• **Records to process**

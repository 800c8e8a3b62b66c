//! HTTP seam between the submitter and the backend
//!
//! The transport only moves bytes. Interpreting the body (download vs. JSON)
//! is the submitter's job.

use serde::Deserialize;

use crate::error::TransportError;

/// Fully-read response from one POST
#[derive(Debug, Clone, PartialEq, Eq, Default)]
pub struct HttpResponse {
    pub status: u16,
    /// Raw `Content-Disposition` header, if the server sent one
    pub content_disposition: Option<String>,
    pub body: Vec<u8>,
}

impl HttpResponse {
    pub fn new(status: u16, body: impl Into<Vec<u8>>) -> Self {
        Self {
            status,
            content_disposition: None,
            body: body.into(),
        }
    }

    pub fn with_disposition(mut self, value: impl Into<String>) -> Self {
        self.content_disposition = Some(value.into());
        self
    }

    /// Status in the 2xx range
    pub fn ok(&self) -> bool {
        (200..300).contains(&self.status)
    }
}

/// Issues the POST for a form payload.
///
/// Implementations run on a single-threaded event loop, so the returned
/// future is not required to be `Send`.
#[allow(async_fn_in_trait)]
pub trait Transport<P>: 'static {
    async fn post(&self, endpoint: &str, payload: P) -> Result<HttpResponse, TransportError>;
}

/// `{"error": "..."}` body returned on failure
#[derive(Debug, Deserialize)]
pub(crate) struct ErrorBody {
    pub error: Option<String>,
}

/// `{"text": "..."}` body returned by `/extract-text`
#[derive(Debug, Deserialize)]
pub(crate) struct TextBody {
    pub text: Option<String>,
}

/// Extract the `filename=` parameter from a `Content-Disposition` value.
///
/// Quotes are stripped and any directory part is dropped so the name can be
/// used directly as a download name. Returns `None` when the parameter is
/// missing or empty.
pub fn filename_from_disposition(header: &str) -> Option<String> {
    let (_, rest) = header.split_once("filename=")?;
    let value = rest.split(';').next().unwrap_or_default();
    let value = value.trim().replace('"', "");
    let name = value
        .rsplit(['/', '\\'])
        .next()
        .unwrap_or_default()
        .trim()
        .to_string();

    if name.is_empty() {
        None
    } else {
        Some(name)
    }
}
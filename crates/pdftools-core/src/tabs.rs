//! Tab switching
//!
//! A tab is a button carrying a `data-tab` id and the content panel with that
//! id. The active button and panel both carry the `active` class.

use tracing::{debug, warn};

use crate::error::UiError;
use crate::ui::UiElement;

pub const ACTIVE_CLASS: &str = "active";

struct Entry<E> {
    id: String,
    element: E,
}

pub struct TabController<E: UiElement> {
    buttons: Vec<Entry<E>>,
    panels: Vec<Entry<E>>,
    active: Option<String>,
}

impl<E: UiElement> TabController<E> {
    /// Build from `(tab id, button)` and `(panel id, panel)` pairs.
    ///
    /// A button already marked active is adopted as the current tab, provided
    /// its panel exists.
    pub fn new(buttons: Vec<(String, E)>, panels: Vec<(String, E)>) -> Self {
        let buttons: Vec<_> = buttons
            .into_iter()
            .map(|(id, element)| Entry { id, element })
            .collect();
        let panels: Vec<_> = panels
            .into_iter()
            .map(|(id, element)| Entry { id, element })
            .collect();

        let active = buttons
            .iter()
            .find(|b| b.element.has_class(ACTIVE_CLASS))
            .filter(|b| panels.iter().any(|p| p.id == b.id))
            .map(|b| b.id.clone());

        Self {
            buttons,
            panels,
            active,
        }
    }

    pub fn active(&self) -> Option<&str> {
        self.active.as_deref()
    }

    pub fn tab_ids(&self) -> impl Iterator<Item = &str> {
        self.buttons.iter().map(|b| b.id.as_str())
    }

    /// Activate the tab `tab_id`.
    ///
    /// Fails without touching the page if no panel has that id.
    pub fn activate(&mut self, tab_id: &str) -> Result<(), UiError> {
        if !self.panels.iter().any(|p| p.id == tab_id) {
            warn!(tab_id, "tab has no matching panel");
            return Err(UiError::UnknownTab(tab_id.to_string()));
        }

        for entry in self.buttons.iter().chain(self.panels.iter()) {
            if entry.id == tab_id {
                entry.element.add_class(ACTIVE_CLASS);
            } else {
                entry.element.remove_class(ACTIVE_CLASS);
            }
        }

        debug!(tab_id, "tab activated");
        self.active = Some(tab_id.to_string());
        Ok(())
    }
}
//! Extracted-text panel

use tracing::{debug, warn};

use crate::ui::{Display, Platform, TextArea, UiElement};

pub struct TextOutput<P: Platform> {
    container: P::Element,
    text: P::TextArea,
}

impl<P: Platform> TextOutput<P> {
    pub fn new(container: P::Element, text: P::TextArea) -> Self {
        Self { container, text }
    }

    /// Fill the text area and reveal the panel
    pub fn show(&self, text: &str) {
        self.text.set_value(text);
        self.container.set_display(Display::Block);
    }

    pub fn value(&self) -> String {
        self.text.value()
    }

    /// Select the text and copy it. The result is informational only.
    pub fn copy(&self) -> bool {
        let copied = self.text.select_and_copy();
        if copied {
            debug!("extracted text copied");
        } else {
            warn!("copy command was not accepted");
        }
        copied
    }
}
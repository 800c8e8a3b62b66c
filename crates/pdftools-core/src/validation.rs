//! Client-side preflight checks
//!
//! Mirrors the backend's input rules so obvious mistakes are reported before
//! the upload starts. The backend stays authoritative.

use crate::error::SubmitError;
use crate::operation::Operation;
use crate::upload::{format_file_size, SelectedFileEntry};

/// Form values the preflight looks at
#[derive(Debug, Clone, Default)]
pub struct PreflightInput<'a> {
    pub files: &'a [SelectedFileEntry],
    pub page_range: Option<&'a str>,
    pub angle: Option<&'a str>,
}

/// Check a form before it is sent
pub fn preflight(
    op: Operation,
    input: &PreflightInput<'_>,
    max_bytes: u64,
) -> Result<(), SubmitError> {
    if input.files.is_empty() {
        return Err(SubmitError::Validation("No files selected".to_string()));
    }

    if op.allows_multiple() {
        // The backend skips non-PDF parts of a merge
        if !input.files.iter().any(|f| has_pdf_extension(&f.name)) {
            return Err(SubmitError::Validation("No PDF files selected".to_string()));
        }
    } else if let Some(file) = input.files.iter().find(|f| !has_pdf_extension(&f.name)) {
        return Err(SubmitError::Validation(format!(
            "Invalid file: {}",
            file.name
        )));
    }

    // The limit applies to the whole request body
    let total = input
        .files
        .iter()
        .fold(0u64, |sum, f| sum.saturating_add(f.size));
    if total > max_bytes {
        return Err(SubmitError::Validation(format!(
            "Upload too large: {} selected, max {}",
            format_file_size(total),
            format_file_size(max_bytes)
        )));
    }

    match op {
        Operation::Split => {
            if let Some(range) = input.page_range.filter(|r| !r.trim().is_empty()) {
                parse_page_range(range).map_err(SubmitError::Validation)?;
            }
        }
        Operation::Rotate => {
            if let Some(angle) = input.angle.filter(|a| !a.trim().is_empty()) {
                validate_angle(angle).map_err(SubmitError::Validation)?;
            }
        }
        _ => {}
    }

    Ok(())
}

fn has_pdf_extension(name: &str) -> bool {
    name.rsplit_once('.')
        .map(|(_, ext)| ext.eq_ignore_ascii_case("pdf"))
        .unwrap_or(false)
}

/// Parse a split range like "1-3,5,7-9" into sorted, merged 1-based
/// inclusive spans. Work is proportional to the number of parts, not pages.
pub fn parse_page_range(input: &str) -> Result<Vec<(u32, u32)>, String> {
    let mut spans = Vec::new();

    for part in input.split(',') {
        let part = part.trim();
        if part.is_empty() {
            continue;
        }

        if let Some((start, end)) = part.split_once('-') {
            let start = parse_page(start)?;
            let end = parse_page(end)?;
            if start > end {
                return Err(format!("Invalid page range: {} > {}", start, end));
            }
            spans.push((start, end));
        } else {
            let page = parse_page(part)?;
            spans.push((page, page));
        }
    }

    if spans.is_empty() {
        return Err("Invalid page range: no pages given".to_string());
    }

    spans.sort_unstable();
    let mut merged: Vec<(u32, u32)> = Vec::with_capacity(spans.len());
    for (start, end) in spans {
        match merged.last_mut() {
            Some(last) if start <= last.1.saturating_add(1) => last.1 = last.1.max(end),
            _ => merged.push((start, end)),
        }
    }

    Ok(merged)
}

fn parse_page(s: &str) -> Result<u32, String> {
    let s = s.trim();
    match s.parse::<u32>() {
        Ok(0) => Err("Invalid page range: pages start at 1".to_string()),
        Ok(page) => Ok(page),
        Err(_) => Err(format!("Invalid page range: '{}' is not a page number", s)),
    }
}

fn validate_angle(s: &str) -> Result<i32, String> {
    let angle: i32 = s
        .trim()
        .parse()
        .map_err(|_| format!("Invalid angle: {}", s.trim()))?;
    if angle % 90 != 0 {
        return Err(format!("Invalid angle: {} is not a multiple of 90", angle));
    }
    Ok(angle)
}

• **About this exercise**
Check the entries above line by line and return each one containing the word "bool".

• **Written solution**
    pub fn ok(&self) -> bool {
    pub fn copy(&self) -> bool {
fn has_pdf_extension(name: &str) -> bool {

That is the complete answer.